|
|
A formare il prezzo complessivo della cucina, concorre il costo di una pluralità di elementi tra i quali quello dei mobili ( basi, pensili, tavolo, sedie). Il prezzo complessivo dei mobili rappresenta la sommatoria dei prezzi dei singoli moduli. A parità di metri lineari il prezzo sarà tanto più alto quanto maggiore sarà il numero degli elementi e dei relativi accessori. Il prezzo degli elettrodomestici, calcolato separatamente, concorre al prezzo complessivo della cucina. A formare il prezzo dei mobili , oltre alla qualità dei materiali impiegati, concorrono una serie di circostanze.

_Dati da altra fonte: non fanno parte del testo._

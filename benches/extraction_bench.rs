#![allow(clippy::unwrap_used)]
#![allow(clippy::expect_used)]

// Benchmarks for the extraction pipeline
//
// Covers the recursive ping-pong loop, a ring of processes that each relay a
// token, and networks that need the search to backtrack.

use criterion::{black_box, criterion_group, criterion_main, BenchmarkId, Criterion};
use rumpsteak_extraction::{Behaviour, ExtractionConfig, Extractor, Network, ProcessTerm, Strategy};

fn no_args() -> Vec<String> {
    Vec::new()
}

fn recursive(name: &str, body: Behaviour) -> ProcessTerm {
    ProcessTerm::new(Behaviour::call(name, no_args())).with_procedure(name, no_args(), body)
}

fn ping_pong() -> Network {
    Network::new([
        (
            "a",
            recursive(
                "X",
                Behaviour::send("b", "ping", Behaviour::receive("b", Behaviour::call("X", no_args()))),
            ),
        ),
        (
            "b",
            recursive(
                "Y",
                Behaviour::receive("a", Behaviour::send("a", "pong", Behaviour::call("Y", no_args()))),
            ),
        ),
    ])
}

// p0 starts the token, every other process waits for it before passing it on
fn ring(size: usize) -> Network {
    let name = |i: usize| format!("p{}", i % size);
    Network::new((0..size).map(|i| {
        let next = name(i + 1);
        let previous = name(i + size - 1);
        let body = if i == 0 {
            Behaviour::send(next, "token", Behaviour::receive(previous, Behaviour::call("R", no_args())))
        } else {
            Behaviour::receive(previous, Behaviour::send(next, "token", Behaviour::call("R", no_args())))
        };
        (name(i), recursive("R", body))
    }))
}

// Every process sends before it receives, so only multicoms make progress
fn swap(size: usize) -> Network {
    let name = |i: usize| format!("q{}", i % size);
    Network::new((0..size).map(|i| {
        let next = name(i + 1);
        let previous = name(i + size - 1);
        let body = Behaviour::send(next, "v", Behaviour::receive(previous, Behaviour::Terminate));
        (name(i), ProcessTerm::new(body))
    }))
}

fn bench_ping_pong(c: &mut Criterion) {
    let network = ping_pong();
    let extractor = Extractor::default();
    c.bench_function("extract_ping_pong", |b| {
        b.iter(|| extractor.extract(black_box(&network)).unwrap())
    });
}

fn bench_ring(c: &mut Criterion) {
    let mut group = c.benchmark_group("extract_ring");
    for size in [2, 4, 8, 16] {
        let network = ring(size);
        group.bench_with_input(BenchmarkId::from_parameter(size), &network, |b, network| {
            let extractor = Extractor::default();
            b.iter(|| extractor.extract(black_box(network)).unwrap())
        });
    }
    group.finish();
}

fn bench_strategies(c: &mut Criterion) {
    let mut group = c.benchmark_group("extract_ring_strategy");
    let network = ring(8);
    for strategy in [
        Strategy::InteractionsFirst,
        Strategy::UnmarkedFirst,
        Strategy::LongestFirst,
        Strategy::Random { seed: 7 },
    ] {
        let extractor = Extractor::new(ExtractionConfig::default().with_strategy(strategy));
        group.bench_with_input(BenchmarkId::from_parameter(format!("{:?}", strategy)), &network, |b, network| {
            b.iter(|| extractor.extract(black_box(network)).unwrap())
        });
    }
    group.finish();
}

fn bench_multicom(c: &mut Criterion) {
    let mut group = c.benchmark_group("extract_multicom");
    for size in [2, 3, 5] {
        let network = swap(size);
        group.bench_with_input(BenchmarkId::from_parameter(size), &network, |b, network| {
            let extractor = Extractor::default();
            b.iter(|| extractor.extract(black_box(network)).unwrap())
        });
    }
    group.finish();
}

criterion_group!(benches, bench_ping_pong, bench_ring, bench_strategies, bench_multicom);
criterion_main!(benches);
//! Extraction configuration

use crate::strategy::Strategy;
use serde::{Deserialize, Serialize};
use std::collections::BTreeSet;
use std::time::Duration;

/// Options controlling a single extraction
///
/// # Example
///
/// ```rust
/// use rumpsteak_extraction::{ExtractionConfig, Strategy};
/// use std::time::Duration;
///
/// let config = ExtractionConfig::default()
///     .with_strategy(Strategy::ConditionsFirst)
///     .with_service("logger")
///     .with_deadline(Duration::from_secs(5));
/// assert!(config.services.contains("logger"));
/// ```
#[derive(Debug, Clone, PartialEq, Eq, Serialize, Deserialize)]
#[serde(default)]
pub struct ExtractionConfig {
    /// Order in which processes are tried
    pub strategy: Strategy,
    /// Processes that never hold back a loop closure
    pub services: BTreeSet<String>,
    /// Try bundles of interactions when no single one applies
    pub multicom: bool,
    /// Drop processes that terminate immediately
    pub purge: bool,
    /// Extract independent components separately
    pub split: bool,
    /// Wall-clock budget per component
    pub deadline: Option<Duration>,
    /// Maximum number of configurations explored per component
    pub max_nodes: Option<usize>,
    /// Stack size in bytes of the thread that explores a component; the
    /// search recurses once per step of the protocol
    pub stack_size: usize,
}

/// Default stack of the exploration thread: 64 MiB
pub const DEFAULT_STACK_SIZE: usize = 64 * 1024 * 1024;

impl Default for ExtractionConfig {
    fn default() -> Self {
        ExtractionConfig {
            strategy: Strategy::default(),
            services: BTreeSet::new(),
            multicom: true,
            purge: true,
            split: true,
            deadline: None,
            max_nodes: None,
            stack_size: DEFAULT_STACK_SIZE,
        }
    }
}

impl ExtractionConfig {
    /// Use `strategy` to order processes.
    pub fn with_strategy(mut self, strategy: Strategy) -> Self {
        self.strategy = strategy;
        self
    }

    /// Add one service.
    pub fn with_service(mut self, service: impl Into<String>) -> Self {
        self.services.insert(service.into());
        self
    }

    /// Add several services.
    pub fn with_services<S: Into<String>>(mut self, services: impl IntoIterator<Item = S>) -> Self {
        self.services.extend(services.into_iter().map(Into::into));
        self
    }

    /// Enable or disable multicom steps.
    pub fn with_multicom(mut self, multicom: bool) -> Self {
        self.multicom = multicom;
        self
    }

    /// Enable or disable purging before extraction.
    pub fn with_purge(mut self, purge: bool) -> Self {
        self.purge = purge;
        self
    }

    /// Enable or disable splitting into components.
    pub fn with_split(mut self, split: bool) -> Self {
        self.split = split;
        self
    }

    /// Abort a component after `deadline`.
    pub fn with_deadline(mut self, deadline: Duration) -> Self {
        self.deadline = Some(deadline);
        self
    }

    /// Abort a component once it has `max_nodes` configurations.
    pub fn with_max_nodes(mut self, max_nodes: usize) -> Self {
        self.max_nodes = Some(max_nodes);
        self
    }

    /// Explore on a thread with a stack of `stack_size` bytes.
    pub fn with_stack_size(mut self, stack_size: usize) -> Self {
        self.stack_size = stack_size;
        self
    }
}
//! Choreographies and procedure definitions

use super::*;
use serde::{Deserialize, Serialize};
use std::collections::{BTreeSet, HashMap};
use std::fmt::{self, Display, Formatter};

/// A named, possibly parameterised procedure of a choreography
#[derive(Debug, Clone, PartialEq, Eq, Hash, Serialize, Deserialize)]
pub struct ProcedureDefinition {
    /// Procedure name, e.g. `X1`
    pub name: String,
    /// Process parameters
    pub parameters: Vec<String>,
    /// Procedure body
    pub body: ChoreographyBody,
}

impl ProcedureDefinition {
    /// Creates a procedure without parameters.
    pub fn new(name: impl Into<String>, body: ChoreographyBody) -> Self {
        ProcedureDefinition {
            name: name.into(),
            parameters: Vec::new(),
            body,
        }
    }

    /// Creates a procedure taking the given process parameters.
    pub fn with_parameters<P: Into<String>>(
        name: impl Into<String>,
        parameters: impl IntoIterator<Item = P>,
        body: ChoreographyBody,
    ) -> Self {
        ProcedureDefinition {
            name: name.into(),
            parameters: parameters.into_iter().map(Into::into).collect(),
            body,
        }
    }
}

/// Sort key for procedure names: `X2` comes before `X10`.
fn procedure_order(name: &str) -> (&str, Option<u64>, &str) {
    let stem = name.trim_end_matches(|c: char| c.is_ascii_digit());
    (stem, name[stem.len()..].parse().ok(), name)
}

/// A complete extracted choreography: one main body and its procedures
///
/// Procedures are kept sorted by name, numeric suffixes compared as numbers,
/// so that the printed form of a choreography does not depend on the order
/// they were produced in.
#[derive(Debug, Clone, PartialEq, Eq, Hash, Serialize, Deserialize)]
pub struct Choreography {
    /// Named procedures
    pub procedures: Vec<ProcedureDefinition>,
    /// Entry point
    pub main: ChoreographyBody,
}

impl Choreography {
    /// Creates a choreography, sorting its procedures.
    pub fn new(main: ChoreographyBody, mut procedures: Vec<ProcedureDefinition>) -> Self {
        procedures.sort_by(|a, b| procedure_order(&a.name).cmp(&procedure_order(&b.name)));
        Choreography { procedures, main }
    }

    /// Look up a procedure by name.
    pub fn procedure(&self, name: &str) -> Option<&ProcedureDefinition> {
        self.procedures.iter().find(|p| p.name == name)
    }

    /// All processes mentioned in main or in any procedure body.
    pub fn processes(&self) -> BTreeSet<String> {
        let mut processes = self.main.processes();
        for procedure in &self.procedures {
            processes.extend(procedure.body.processes());
            processes.extend(procedure.parameters.iter().cloned());
        }
        processes
    }

    /// Check that procedure names are unique and that every call names a
    /// defined procedure with the right number of arguments.
    pub fn validate(&self) -> Result<(), ValidationError> {
        let mut arities = HashMap::new();
        for procedure in &self.procedures {
            if arities
                .insert(procedure.name.as_str(), procedure.parameters.len())
                .is_some()
            {
                return Err(ValidationError::DuplicateProcedure(procedure.name.clone()));
            }
        }

        let bodies = std::iter::once(&self.main).chain(self.procedures.iter().map(|p| &p.body));
        for body in bodies {
            for (procedure, found) in body.calls() {
                match arities.get(procedure) {
                    None => return Err(ValidationError::UndefinedProcedure(procedure.to_string())),
                    Some(&expected) if expected != found => {
                        return Err(ValidationError::ArityMismatch {
                            procedure: procedure.to_string(),
                            expected,
                            found,
                        })
                    }
                    Some(_) => {}
                }
            }
        }
        Ok(())
    }
}

impl Display for Choreography {
    fn fmt(&self, f: &mut Formatter<'_>) -> fmt::Result {
        for procedure in &self.procedures {
            write!(f, "def {}", procedure.name)?;
            if !procedure.parameters.is_empty() {
                write!(f, "({})", procedure.parameters.join(", "))?;
            }
            write!(f, " {{ {} }} ", procedure.body)?;
        }
        write!(f, "main {{{}}}", self.main)
    }
}

#[cfg(test)]
mod tests {
    use super::*;

    fn looping() -> Choreography {
        let body = ChoreographyBody::prefixed(
            Interaction::communication("a", "b", "e"),
            ChoreographyBody::call("X1"),
        );
        Choreography::new(
            ChoreographyBody::call("X1"),
            vec![ProcedureDefinition::new("X1", body)],
        )
    }

    #[test]
    fn test_choreography_display() {
        assert_eq!(looping().to_string(), "def X1 { a.e->b; X1 } main {X1}");
    }

    #[test]
    fn test_procedures_sorted_by_name() {
        let chor = Choreography::new(
            ChoreographyBody::call("X2"),
            vec![
                ProcedureDefinition::new("X2", ChoreographyBody::call("X1")),
                ProcedureDefinition::new("X1", ChoreographyBody::Termination),
            ],
        );
        assert_eq!(chor.to_string(), "def X1 { stop } def X2 { X1 } main {X2}");
        assert!(chor.procedure("X1").is_some());
        assert!(chor.procedure("X3").is_none());
    }

    #[test]
    fn test_numeric_suffixes_sort_as_numbers() {
        let procedures = ["X10", "X2", "X1", "Y"]
            .into_iter()
            .map(|name| ProcedureDefinition::new(name, ChoreographyBody::Termination))
            .collect();
        let chor = Choreography::new(ChoreographyBody::call("X1"), procedures);
        let names: Vec<&str> = chor.procedures.iter().map(|p| p.name.as_str()).collect();
        assert_eq!(names, vec!["X1", "X2", "X10", "Y"]);
    }

    #[test]
    fn test_parameterised_display() {
        let body = ChoreographyBody::prefixed(
            Interaction::communication("p", "q", "e"),
            ChoreographyBody::Call {
                procedure: "X1".into(),
                arguments: vec!["q".into()],
            },
        );
        let chor = Choreography::new(
            ChoreographyBody::Call {
                procedure: "X1".into(),
                arguments: vec!["p".into()],
            },
            vec![ProcedureDefinition::with_parameters("X1", ["p"], body)],
        );
        assert_eq!(chor.to_string(), "def X1(p) { p.e->q; X1(q) } main {X1(p)}");
        assert_eq!(chor.validate(), Ok(()));
    }

    #[test]
    fn test_validate() {
        assert_eq!(looping().validate(), Ok(()));

        let undefined = Choreography::new(ChoreographyBody::call("Y"), vec![]);
        assert_eq!(
            undefined.validate(),
            Err(ValidationError::UndefinedProcedure("Y".into()))
        );

        let arity = Choreography::new(
            ChoreographyBody::Call {
                procedure: "X1".into(),
                arguments: vec!["a".into()],
            },
            vec![ProcedureDefinition::new("X1", ChoreographyBody::Termination)],
        );
        assert!(matches!(
            arity.validate(),
            Err(ValidationError::ArityMismatch { expected: 0, found: 1, .. })
        ));

        let duplicate = Choreography::new(
            ChoreographyBody::Termination,
            vec![
                ProcedureDefinition::new("X1", ChoreographyBody::Termination),
                ProcedureDefinition::new("X1", ChoreographyBody::Termination),
            ],
        );
        assert_eq!(
            duplicate.validate(),
            Err(ValidationError::DuplicateProcedure("X1".into()))
        );
    }
}
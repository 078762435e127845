// Choreography statements

use super::*;
use serde::{Deserialize, Serialize};
use std::collections::BTreeSet;
use std::fmt::{self, Display, Formatter};

/// A structured choreography statement
#[derive(Debug, Clone, PartialEq, Eq, Hash, Serialize, Deserialize)]
pub enum ChoreographyBody {
    /// Value transfer: `p.e->q; C`
    Communication {
        sender: String,
        receiver: String,
        expression: String,
        continuation: Box<ChoreographyBody>,
    },

    /// Branch selection: `p->q[l]; C`
    Selection {
        sender: String,
        receiver: String,
        label: String,
        continuation: Box<ChoreographyBody>,
    },

    /// Introduction of two processes by a third: `i.p<->q; C`
    Introduction {
        introducer: String,
        left: String,
        right: String,
        continuation: Box<ChoreographyBody>,
    },

    /// Several independent interactions performed at once: `(i1, i2); C`
    Multicom {
        interactions: Vec<Interaction>,
        continuation: Box<ChoreographyBody>,
    },

    /// Local decision by one process: `if p.e then C1 else C2`
    Condition {
        process: String,
        expression: String,
        then: Box<ChoreographyBody>,
        otherwise: Box<ChoreographyBody>,
    },

    /// Creation of a new process: `p spawns q; C`
    Spawn {
        parent: String,
        child: String,
        continuation: Box<ChoreographyBody>,
    },

    /// Procedure invocation
    Call {
        procedure: String,
        arguments: Vec<String>,
    },

    /// Every process has terminated
    Termination,
}

impl ChoreographyBody {
    /// Prefix `continuation` with a single interaction.
    pub fn prefixed(interaction: Interaction, continuation: ChoreographyBody) -> Self {
        let continuation = Box::new(continuation);
        match interaction {
            Interaction::Communication {
                sender,
                receiver,
                expression,
            } => ChoreographyBody::Communication {
                sender,
                receiver,
                expression,
                continuation,
            },
            Interaction::Selection {
                sender,
                receiver,
                label,
            } => ChoreographyBody::Selection {
                sender,
                receiver,
                label,
                continuation,
            },
            Interaction::Introduction {
                introducer,
                left,
                right,
            } => ChoreographyBody::Introduction {
                introducer,
                left,
                right,
                continuation,
            },
        }
    }

    /// Invocation of a procedure without arguments.
    pub fn call(procedure: impl Into<String>) -> Self {
        ChoreographyBody::Call {
            procedure: procedure.into(),
            arguments: Vec::new(),
        }
    }

    /// Check whether `process` appears anywhere in this body.
    pub fn mentions_process(&self, process: &str) -> bool {
        match self {
            ChoreographyBody::Communication {
                sender,
                receiver,
                continuation,
                ..
            }
            | ChoreographyBody::Selection {
                sender,
                receiver,
                continuation,
                ..
            } => sender == process || receiver == process || continuation.mentions_process(process),
            ChoreographyBody::Introduction {
                introducer,
                left,
                right,
                continuation,
            } => {
                introducer == process
                    || left == process
                    || right == process
                    || continuation.mentions_process(process)
            }
            ChoreographyBody::Multicom {
                interactions,
                continuation,
            } => {
                interactions.iter().any(|i| i.involves(process))
                    || continuation.mentions_process(process)
            }
            ChoreographyBody::Condition {
                process: decider,
                then,
                otherwise,
                ..
            } => {
                decider == process
                    || then.mentions_process(process)
                    || otherwise.mentions_process(process)
            }
            ChoreographyBody::Spawn {
                parent,
                child,
                continuation,
            } => parent == process || child == process || continuation.mentions_process(process),
            ChoreographyBody::Call { arguments, .. } => arguments.iter().any(|a| a == process),
            ChoreographyBody::Termination => false,
        }
    }

    /// All process names used by this statement, call arguments included.
    pub fn processes(&self) -> BTreeSet<String> {
        let mut processes = BTreeSet::new();
        self.collect_processes(&mut processes);
        processes
    }

    fn collect_processes(&self, into: &mut BTreeSet<String>) {
        match self {
            ChoreographyBody::Communication {
                sender,
                receiver,
                continuation,
                ..
            }
            | ChoreographyBody::Selection {
                sender,
                receiver,
                continuation,
                ..
            } => {
                into.insert(sender.clone());
                into.insert(receiver.clone());
                continuation.collect_processes(into);
            }
            ChoreographyBody::Introduction {
                introducer,
                left,
                right,
                continuation,
            } => {
                into.extend([introducer.clone(), left.clone(), right.clone()]);
                continuation.collect_processes(into);
            }
            ChoreographyBody::Multicom {
                interactions,
                continuation,
            } => {
                for interaction in interactions {
                    into.extend(interaction.processes().into_iter().map(str::to_owned));
                }
                continuation.collect_processes(into);
            }
            ChoreographyBody::Condition {
                process,
                then,
                otherwise,
                ..
            } => {
                into.insert(process.clone());
                then.collect_processes(into);
                otherwise.collect_processes(into);
            }
            ChoreographyBody::Spawn {
                parent,
                child,
                continuation,
            } => {
                into.insert(parent.clone());
                into.insert(child.clone());
                continuation.collect_processes(into);
            }
            ChoreographyBody::Call { arguments, .. } => into.extend(arguments.iter().cloned()),
            ChoreographyBody::Termination => {}
        }
    }

    /// Procedure invocations reachable in this statement, with their arities.
    pub fn calls(&self) -> Vec<(&str, usize)> {
        let mut calls = Vec::new();
        let mut pending = vec![self];
        while let Some(body) = pending.pop() {
            match body {
                ChoreographyBody::Communication { continuation, .. }
                | ChoreographyBody::Selection { continuation, .. }
                | ChoreographyBody::Introduction { continuation, .. }
                | ChoreographyBody::Multicom { continuation, .. }
                | ChoreographyBody::Spawn { continuation, .. } => pending.push(continuation),
                ChoreographyBody::Condition {
                    then, otherwise, ..
                } => {
                    pending.push(otherwise);
                    pending.push(then);
                }
                ChoreographyBody::Call {
                    procedure,
                    arguments,
                } => calls.push((procedure.as_str(), arguments.len())),
                ChoreographyBody::Termination => {}
            }
        }
        calls
    }
}

impl Display for ChoreographyBody {
    fn fmt(&self, f: &mut Formatter<'_>) -> fmt::Result {
        match self {
            ChoreographyBody::Communication {
                sender,
                receiver,
                expression,
                continuation,
            } => write!(f, "{}.{}->{}; {}", sender, expression, receiver, continuation),
            ChoreographyBody::Selection {
                sender,
                receiver,
                label,
                continuation,
            } => write!(f, "{}->{}[{}]; {}", sender, receiver, label, continuation),
            ChoreographyBody::Introduction {
                introducer,
                left,
                right,
                continuation,
            } => write!(f, "{}.{}<->{}; {}", introducer, left, right, continuation),
            ChoreographyBody::Multicom {
                interactions,
                continuation,
            } => {
                write!(f, "(")?;
                for (i, interaction) in interactions.iter().enumerate() {
                    if i > 0 {
                        write!(f, ", ")?;
                    }
                    write!(f, "{}", interaction)?;
                }
                write!(f, "); {}", continuation)
            }
            ChoreographyBody::Condition {
                process,
                expression,
                then,
                otherwise,
            } => write!(
                f,
                "if {}.{} then {} else {}",
                process, expression, then, otherwise
            ),
            ChoreographyBody::Spawn {
                parent,
                child,
                continuation,
            } => write!(f, "{} spawns {}; {}", parent, child, continuation),
            ChoreographyBody::Call {
                procedure,
                arguments,
            } => {
                write!(f, "{}", procedure)?;
                if !arguments.is_empty() {
                    write!(f, "({})", arguments.join(", "))?;
                }
                Ok(())
            }
            ChoreographyBody::Termination => write!(f, "stop"),
        }
    }
}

Se si dispone di uno spazio sufficiente e ci si accontenta di composizioni predefinite, in genere molto funzionali, si possono risparmiare cifre considerevoli, anche del 50%. E’ del tutto evidente che per l’azienda approntare un certo numero di cucine di uguale composizione, velocizza considerevolmente la produzione con notevole riduzione dei costi di manodopera, che consente di praticare prezzi che non sono scontati ma dimezzati. Il costo della manodopera incide in maniera determinante sul prezzo del prodotto finito. Ancora, comprando dai grossisti è possibile realizzare un maggiore sconto del 15-25%, avendo a disposizione una scelta più ampia. Ciò diventa possibile in quanto i grossisti evitano i troppi passaggi, i troppi intermediari, nonché acquistando grosse partite di mobili, usufruiscono di sconti considerevoli, parte dei quali va a beneficio dei prezzi al dettaglio.